Unnamed: 0,10,15,after,big,days,died,he,lion,reborn,there,was
0,0,0,0,1,0,0,0,1,0,1,1
1,1,0,1,0,1,1,1,0,0,0,0
2,0,1,1,0,1,0,0,1,1,0,0


# Building a Naive Bayes Classifier (Bag of words)


# spam filtering

In [None]:
# Import CountVectorizer
from sklearn.feature_extraction.text import CountVectorizer

# Create a CountVectorizer object
vectorizer = CountVectorizer(lowercase=False, stop_words='english')

# Fit and transform X_train
X_train_bow = vectorizer.fit_transform(X_train)

# Transform X_test
X_test_bow = vectorizer.transform(X_test)

# Print shape of X_train_bow and X_test_bow
print(X_train_bow.shape)
print(X_test_bow.shape)

In [None]:
# Create a MultinomialNB object
clf = MultinomialNB()

# Fit the classifier
clf.fit(X_train_bow, y_train)

# Measure the accuracy
accuracy = clf.score(X_test_bow, y_test)
print("The accuracy of the classifier on the test set is %.3f" % accuracy)

# Predict the sentiment of a negative review
review = "The movie was terrible. The music was underwhelming and the acting mediocre."
prediction = clf.predict(vectorizer.transform([review]))[0]
print("The sentiment predicted by the classifier is %i" % (prediction))

# N-gram model

bag of words is a special case of N-grams

Applications:

1. Sentence completion
2. Spelling correction
3. Machine translation correction

Problems:
curse of dimensionality (in bag of word dimension is high)

higher order of n-grams are rare

keep n-small

In [10]:
corpus

['There was a big lion.',
 'After 10 days he died.',
 'After 15 days lion reborn.']

In [20]:
# Generate n-grams upto n=1
vectorizer_ng1 = CountVectorizer(ngram_range=(1,1))
ng1 = vectorizer_ng1.fit_transform(corpus)

# Generate n-grams upto n=2
vectorizer_ng2 = CountVectorizer(ngram_range=(1,2))
ng2 = vectorizer_ng2.fit_transform(corpus)

# Generate n-grams upto n=3
vectorizer_ng3 = CountVectorizer(ngram_range=(1, 3))
ng3 = vectorizer_ng3.fit_transform(corpus)

# Print the number of features for each model
print("ng1, ng2 and ng3 have %i, %i and %i features respectively" % (ng1.shape[1], ng2.shape[1], ng3.shape[1]))

ng1, ng2 and ng3 have 11, 22 and 30 features respectively


In [24]:
from sklearn.naive_bayes import MultinomialNB 

In [30]:
# Define an instance of MultinomialNB 
clf_ng = MultinomialNB()

# Fit the classifier 
clf_ng.fit(ng1.toarray(),[1,1,0])

# Measure the accuracy 
accuracy = clf_ng.score(ng1.toarray(),[1,1,0])
print("The accuracy of the classifier on the test set is %.3f" % accuracy)
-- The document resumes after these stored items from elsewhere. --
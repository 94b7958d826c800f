//! Replay of visual and audio event streams through the correlation engine.
//!
//! Each source is read on its own thread, the way the two producers publish
//! independently in a live deployment. Raw detections and settled sightings
//! are handed to the sink writer thread; the engine never waits on storage.

use crate::correlate::{CorrelationEngine, CorrelationMetrics};
use crate::detection::{DetectionRecord, parse_audio_line, parse_visual_line};
use crate::error::{Error, Result};
use crate::output::progress;
use crate::store::{DeadLetter, DetectionSink, RetryPolicy, SinkWriter, WriterStats};
use indicatif::{MultiProgress, ProgressBar};
use serde::Serialize;
use std::fs::File;
use std::io::{BufRead, BufReader};
use std::path::{Path, PathBuf};
use std::sync::Arc;
use std::time::Instant;
use tracing::{debug, info, warn};

/// Where an event stream is read from.
#[derive(Debug, Clone, PartialEq, Eq)]
pub enum EventSource {
    /// Standard input.
    Stdin,
    /// A newline-delimited JSON file.
    File(PathBuf),
}

impl EventSource {
    /// Interpret a command-line path; `-` means standard input.
    pub fn from_arg(path: &Path) -> Self {
        if path.as_os_str() == "-" {
            Self::Stdin
        } else {
            Self::File(path.to_path_buf())
        }
    }

    fn open(&self) -> Result<Box<dyn BufRead>> {
        match self {
            Self::Stdin => Ok(Box::new(std::io::stdin().lock())),
            Self::File(path) => {
                let file = File::open(path).map_err(|source| Error::EventStreamOpen {
                    path: path.clone(),
                    source,
                })?;
                Ok(Box::new(BufReader::new(file)))
            }
        }
    }
}

impl std::fmt::Display for EventSource {
    fn fmt(&self, f: &mut std::fmt::Formatter<'_>) -> std::fmt::Result {
        match self {
            Self::Stdin => write!(f, "<stdin>"),
            Self::File(path) => write!(f, "{}", path.display()),
        }
    }
}

/// Inputs of one ingest run.
#[derive(Debug, Clone)]
pub struct IngestOptions {
    /// Visual event stream.
    pub visual: EventSource,
    /// Audio event stream.
    pub audio: EventSource,
    /// Visual events below this confidence are dropped.
    pub visual_threshold: f32,
    /// Audio events below this confidence are dropped.
    pub audio_threshold: f32,
    /// Show progress spinners.
    pub progress: bool,
}

/// Per-stream counters.
#[derive(Debug, Clone, Copy, Default, PartialEq, Eq, Serialize)]
pub struct StreamSummary {
    /// Non-empty lines read.
    pub lines: u64,
    /// Events handed to the engine.
    pub accepted: u64,
    /// Lines rejected as malformed.
    pub invalid: u64,
    /// Events under the stream's confidence threshold.
    pub below_threshold: u64,
    /// Sightings settled while handling this stream.
    pub sightings: u64,
}

/// Outcome of an ingest run.
#[derive(Debug, Clone, Serialize)]
pub struct IngestSummary {
    /// Visual stream counters.
    pub visual: StreamSummary,
    /// Audio stream counters.
    pub audio: StreamSummary,
    /// Sightings settled by the final flush.
    pub flushed_sightings: u64,
    /// Engine counters at the end of the run.
    pub metrics: CorrelationMetrics,
    /// Storage outcome.
    pub writer: WriterStats,
    /// Wall-clock duration in seconds.
    pub elapsed_secs: f64,
}

impl IngestSummary {
    /// All sightings produced in this run.
    pub fn total_sightings(&self) -> u64 {
        self.visual.sightings + self.audio.sightings + self.flushed_sightings
    }
}

/// Feed both streams through `engine` and persist everything into `sink`.
pub fn ingest(
    engine: &CorrelationEngine,
    sink: Arc<dyn DetectionSink>,
    retry: RetryPolicy,
    dead_letter: DeadLetter,
    options: &IngestOptions,
) -> Result<IngestSummary> {
    if options.visual == EventSource::Stdin && options.audio == EventSource::Stdin {
        return Err(Error::InvalidArgument {
            message: "visual and audio streams cannot both read standard input".to_string(),
        });
    }

    let start = Instant::now();
    info!(
        "Ingesting visual events from {} and audio events from {}",
        options.visual, options.audio
    );

    let writer = SinkWriter::spawn(sink, retry, dead_letter)?;
    let multi = MultiProgress::new();
    let visual_pb = progress::create_stream_progress(&multi, "visual", options.progress);
    let audio_pb = progress::create_stream_progress(&multi, "audio", options.progress);

    let (visual, audio) = std::thread::scope(|scope| {
        let visual = scope.spawn(|| {
            read_visual(
                &options.visual,
                options.visual_threshold,
                engine,
                &writer,
                visual_pb.as_ref(),
            )
        });
        let audio = scope.spawn(|| {
            read_audio(
                &options.audio,
                options.audio_threshold,
                engine,
                &writer,
                audio_pb.as_ref(),
            )
        });
        (join_stream(visual), join_stream(audio))
    });

    progress::finish_progress(visual_pb.as_ref(), "done");
    progress::finish_progress(audio_pb.as_ref(), "done");

    let (visual, audio) = (visual?, audio?);

    let flushed = engine.flush();
    let flushed_sightings = flushed.len() as u64;
    for sighting in flushed {
        writer.send(DetectionRecord::Correlated(sighting))?;
    }

    let writer_stats = writer.finish()?;
    let summary = IngestSummary {
        visual,
        audio,
        flushed_sightings,
        metrics: engine.metrics(),
        writer: writer_stats,
        elapsed_secs: start.elapsed().as_secs_f64(),
    };

    log_summary(&summary);
    Ok(summary)
}

fn join_stream(
    handle: std::thread::ScopedJoinHandle<'_, Result<StreamSummary>>,
) -> Result<StreamSummary> {
    handle.join().map_err(|_| Error::Internal {
        message: "event reader thread panicked".to_string(),
    })?
}

fn read_visual(
    source: &EventSource,
    threshold: f32,
    engine: &CorrelationEngine,
    writer: &SinkWriter,
    pb: Option<&ProgressBar>,
) -> Result<StreamSummary> {
    let mut summary = StreamSummary::default();
    let reader = source.open()?;

    for (idx, line) in reader.lines().enumerate() {
        let line = line?;
        if line.trim().is_empty() {
            continue;
        }
        summary.lines += 1;
        progress::inc_progress(pb);

        let detection = match parse_visual_line(&line) {
            Ok(detection) => detection,
            Err(e) => {
                summary.invalid += 1;
                warn!("{source} line {}: {e}", idx + 1);
                continue;
            }
        };

        if detection.confidence < threshold {
            summary.below_threshold += 1;
            debug!(
                "Dropping visual detection {} at {:.1}% (threshold {:.1}%)",
                detection.id,
                detection.confidence * 100.0,
                threshold * 100.0
            );
            continue;
        }

        summary.accepted += 1;
        writer.send(DetectionRecord::Visual(detection.clone()))?;
        for sighting in engine.on_visual_detection(detection) {
            summary.sightings += 1;
            writer.send(DetectionRecord::Correlated(sighting))?;
        }
    }

    Ok(summary)
}

fn read_audio(
    source: &EventSource,
    threshold: f32,
    engine: &CorrelationEngine,
    writer: &SinkWriter,
    pb: Option<&ProgressBar>,
) -> Result<StreamSummary> {
    let mut summary = StreamSummary::default();
    let reader = source.open()?;

    for (idx, line) in reader.lines().enumerate() {
        let line = line?;
        if line.trim().is_empty() {
            continue;
        }
        summary.lines += 1;
        progress::inc_progress(pb);

        let detection = match parse_audio_line(&line) {
            Ok(detection) => detection,
            Err(e) => {
                summary.invalid += 1;
                warn!("{source} line {}: {e}", idx + 1);
                continue;
            }
        };

        if detection.confidence < threshold {
            summary.below_threshold += 1;
            debug!(
                "Dropping audio detection {} at {:.1}% (threshold {:.1}%)",
                detection.id,
                detection.confidence * 100.0,
                threshold * 100.0
            );
            continue;
        }

        summary.accepted += 1;
        writer.send(DetectionRecord::Audio(detection.clone()))?;
        for sighting in engine.on_audio_detection(detection) {
            summary.sightings += 1;
            writer.send(DetectionRecord::Correlated(sighting))?;
        }
    }

    Ok(summary)
}

fn log_summary(summary: &IngestSummary) {
    let metrics = &summary.metrics;
    info!(
        "Read {} visual and {} audio events ({} invalid, {} below threshold)",
        summary.visual.lines,
        summary.audio.lines,
        summary.visual.invalid + summary.audio.invalid,
        summary.visual.below_threshold + summary.audio.below_threshold
    );
    info!(
        "Correlated {} sightings; {} visual expired, {} audio expired, {} audio rejected, {} background excluded",
        summary.total_sightings(),
        metrics.visual_expired,
        metrics.audio_expired,
        metrics.audio_rejected,
        metrics.visual_excluded
    );
    match metrics.match_rate() {
        Some(rate) => info!("Match rate: {:.1}%", rate * 100.0),
        None => info!("Match rate: n/a (no settled visual detections)"),
    }
    if metrics.late_events > 0 {
        warn!(
            "{} events arrived out of order; check producer clocks",
            metrics.late_events
        );
    }
    if summary.writer.dead_lettered > 0 || summary.writer.lost > 0 {
        warn!(
            "{} records dead-lettered, {} lost",
            summary.writer.dead_lettered, summary.writer.lost
        );
    }
    info!(
        "Stored {} new rows ({} duplicates) in {}",
        summary.writer.written,
        summary.writer.duplicates,
        progress::format_duration(summary.elapsed_secs)
    );
}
# Predict the sentiment of a negative review
review = "The lion was not good."
prediction = clf_ng.predict(vectorizer_ng1.transform([review]))[0]
print("The sentiment predicted by the classifier is %i" % (prediction))

The accuracy of the classifier on the test set is 1.000
The sentiment predicted by the classifier is 1


# Comparsion

In [None]:
start_time = time.time()
# Splitting the data into training and test sets
train_X, test_X, train_y, test_y = train_test_split(df['review'], df['sentiment'], 
                                                    test_size    = 0.5, 
                                                    random_state = 42, 
                                                    stratify     = df['sentiment'])

# Generating ngrams
vectorizer = CountVectorizer()
train_X    = vectorizer.fit_transform(train_X)
test_X     = vectorizer.transform(test_X)

# Fit classifier
clf        = MultinomialNB()
clf.fit(train_X, train_y)

# Print accuracy, time and number of dimensions
print('''The program took %.3f seconds to complete. The accuracy on the test set is %.2f. 
      The ngram representation had %i features.''' % 
      (time.time() - start_time, 
       clf.score(test_X, test_y), 
       train_X.shape[1]))

In [None]:
start_time = time.time()
# Splitting the data into training and test sets
train_X, test_X, train_y, test_y = train_test_split(df['review'], df['sentiment'],
                                                    test_size=0.5,
                                                    random_state=42,
                                                    stratify=df['sentiment'])

# Generating ngrams
vectorizer = CountVectorizer(ngram_range=(1,3))
train_X = vectorizer.fit_transform(train_X)
test_X = vectorizer.transform(test_X)

# Fit classifier
clf = MultinomialNB()
clf.fit(train_X, train_y)

# Print accuracy, time and number of dimensions
print("""The program took %.3f seconds to complete. The accuracy on the test set is %.2f. 
The ngram representation had %i features.""" % 
      (time.time() - start_time, 
       clf.score(test_X, test_y), 
       train_X.shape[1]))